Work to be completed:
Using the data that follows, report how many lines include "factories"; output no other text.

Stored data entries:
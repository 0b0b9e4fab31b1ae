//! Infrastructure layer constants
//!
//! Contains constants that are part of the infrastructure implementation.
//! Domain-specific constants are defined in `magnet_domain::constants`.

// ============================================================================
// CONFIGURATION CONSTANTS
// ============================================================================

/// Default configuration file name
pub const DEFAULT_CONFIG_FILENAME: &str = "magnet.toml";

/// Default configuration directory name
pub const DEFAULT_CONFIG_DIR: &str = "magnet";

/// Environment variable prefix for configuration
pub const CONFIG_ENV_PREFIX: &str = "MAGNET";

// ============================================================================
// LOGGING CONSTANTS
// ============================================================================

/// Default log level
pub const DEFAULT_LOG_LEVEL: &str = "info";

/// Environment variable overriding the log filter
pub const LOG_FILTER_ENV: &str = "MAGNET_LOG";

/// File stem of rolling log files when the configured path has none
pub const DEFAULT_LOG_FILE_STEM: &str = "magnet";
//! Domain ports
//!
//! Abstractions the registry consumes without knowing their concrete types:
//! factories that construct implementations and the dependency scope those
//! factories receive.

pub mod factory;
pub mod scope;

pub use factory::{Factory, FactoryBinding, FactoryError, FactoryResult, Instance};
pub use scope::DependencyScope;
//! # Infrastructure Layer
//!
//! Cross-cutting technical concerns around the Magnet registry.
//!
//! ## Module Categories
//!
//! ### Configuration & DI
//! | Module | Description |
//! |--------|-------------|
//! | [`config`] | Figment-backed configuration (defaults, TOML, `MAGNET_*` env) |
//! | [`di`] | Builds the binding catalog and installs it into the registry |
//! | [`constants`] | Centralized configuration constants |
//!
//! ### Observability
//! | Module | Description |
//! |--------|-------------|
//! | [`logging`] | Structured logging with tracing |

pub mod config;
pub mod constants;
pub mod di;
pub mod error_ext;
pub mod logging;

// Re-export commonly used types
pub use config::{AppConfig, ConfigLoader, LoggingConfig, RegistryConfig};
pub use di::{bootstrap, build_catalog, install};
pub use error_ext::ErrorContext;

Expected output:
2